• Exercise requirements
The word "settings" marks the lines to report; pull each of them from the listing.

• Input records
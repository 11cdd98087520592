//! Configuration management for Porssi
//!
//! This module handles loading, validation, and management of the application
//! configuration from YAML files.

use crate::error::{PorssiError, Result};
use serde::{Deserialize, Serialize};
use std::path::Path;

mod defaults;

/// Default file locations probed by [`Config::load`]
pub const DEFAULT_CONFIG_PATHS: [&str; 2] = ["porssi_config.yaml", "/etc/porssi/config.yaml"];

/// Main configuration structure
#[derive(Debug, Clone, Serialize, Deserialize)]
#[cfg_attr(feature = "openapi", derive(schemars::JsonSchema))]
#[serde(default)]
pub struct Config {
    /// Price API connection settings
    pub api: ApiConfig,

    /// Timezone and price band settings
    pub display: DisplayConfig,

    /// Logging configuration
    pub logging: LoggingConfig,

    /// Web server binding configuration
    pub web: WebConfig,

    /// Minutes between two full refreshes in `serve` mode
    pub refresh_interval_minutes: u64,
}

/// Price API connection parameters
#[derive(Debug, Clone, Serialize, Deserialize)]
#[cfg_attr(feature = "openapi", derive(schemars::JsonSchema))]
#[serde(default)]
pub struct ApiConfig {
    /// Base URL; `/v1/price.json` is appended
    pub base_url: String,

    /// Per-request timeout in seconds
    pub request_timeout_seconds: u64,

    /// User-Agent header sent with each request
    pub user_agent: String,
}

/// Presentation settings
#[derive(Debug, Clone, Serialize, Deserialize)]
#[cfg_attr(feature = "openapi", derive(schemars::JsonSchema))]
#[serde(default)]
pub struct DisplayConfig {
    /// IANA timezone used to decide "today" and the current hour
    pub timezone: String,

    /// Prices at or below this are CHEAP (c/kWh)
    pub cheap_threshold: f64,

    /// Prices at or above this are EXPENSIVE (c/kWh)
    pub expensive_threshold: f64,
}

/// Logging configuration
#[derive(Debug, Clone, Serialize, Deserialize)]
#[cfg_attr(feature = "openapi", derive(schemars::JsonSchema))]
#[serde(default)]
pub struct LoggingConfig {
    /// Log level (TRACE, DEBUG, INFO, WARN, ERROR)
    pub level: String,

    /// Optional override for the console layer
    pub console_level: Option<String>,

    /// Optional override for the file layer
    pub file_level: Option<String>,

    /// Path to log file
    pub file: String,

    /// Number of rotated files to keep
    pub backup_count: u32,

    /// Whether to log to console
    pub console_output: bool,

    /// Whether to use JSON format
    pub json_format: bool,
}

/// Web server configuration
#[derive(Debug, Clone, Serialize, Deserialize)]
#[cfg_attr(feature = "openapi", derive(schemars::JsonSchema))]
#[serde(default)]
pub struct WebConfig {
    /// Bind address
    pub host: String,

    /// TCP port
    pub port: u16,
}

impl DisplayConfig {
    /// Parse the configured timezone
    pub fn tz(&self) -> Result<chrono_tz::Tz> {
        self.timezone.parse::<chrono_tz::Tz>().map_err(|_| {
            PorssiError::validation(
                "display.timezone",
                format!("Unknown timezone '{}'", self.timezone),
            )
        })
    }
}

impl Config {
    /// Load configuration from a YAML file
    pub fn from_file<P: AsRef<Path>>(path: P) -> Result<Self> {
        let contents = std::fs::read_to_string(path)?;
        let config: Self = serde_yaml::from_str(&contents)?;
        Ok(config)
    }

    /// Load configuration from the first default location that exists
    pub fn load() -> Result<Self> {
        for path in &DEFAULT_CONFIG_PATHS {
            if Path::new(path).exists() {
                return Self::from_file(path);
            }
        }

        Ok(Self::default())
    }

    /// Save configuration to a YAML file
    pub fn save_to_file<P: AsRef<Path>>(&self, path: P) -> Result<()> {
        let yaml = serde_yaml::to_string(self)?;
        std::fs::write(path, yaml)?;
        Ok(())
    }

    /// Validate the configuration
    pub fn validate(&self) -> Result<()> {
        if self.api.base_url.trim().is_empty() {
            return Err(PorssiError::validation(
                "api.base_url",
                "Base URL cannot be empty",
            ));
        }

        if !(self.api.base_url.starts_with("http://") || self.api.base_url.starts_with("https://"))
        {
            return Err(PorssiError::validation(
                "api.base_url",
                "Base URL must start with http:// or https://",
            ));
        }

        if self.api.request_timeout_seconds == 0 {
            return Err(PorssiError::validation(
                "api.request_timeout_seconds",
                "Must be greater than 0",
            ));
        }

        self.display.tz()?;

        if self.display.cheap_threshold > self.display.expensive_threshold {
            return Err(PorssiError::validation(
                "display.cheap_threshold",
                "Must not exceed display.expensive_threshold",
            ));
        }

        if self.refresh_interval_minutes == 0 {
            return Err(PorssiError::validation(
                "refresh_interval_minutes",
                "Must be greater than 0",
            ));
        }

        if self.web.port == 0 {
            return Err(PorssiError::validation(
                "web.port",
                "Port must be greater than 0",
            ));
        }

        Ok(())
    }
}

• Solution
    /// Price API connection settings
    /// Timezone and price band settings
/// Presentation settings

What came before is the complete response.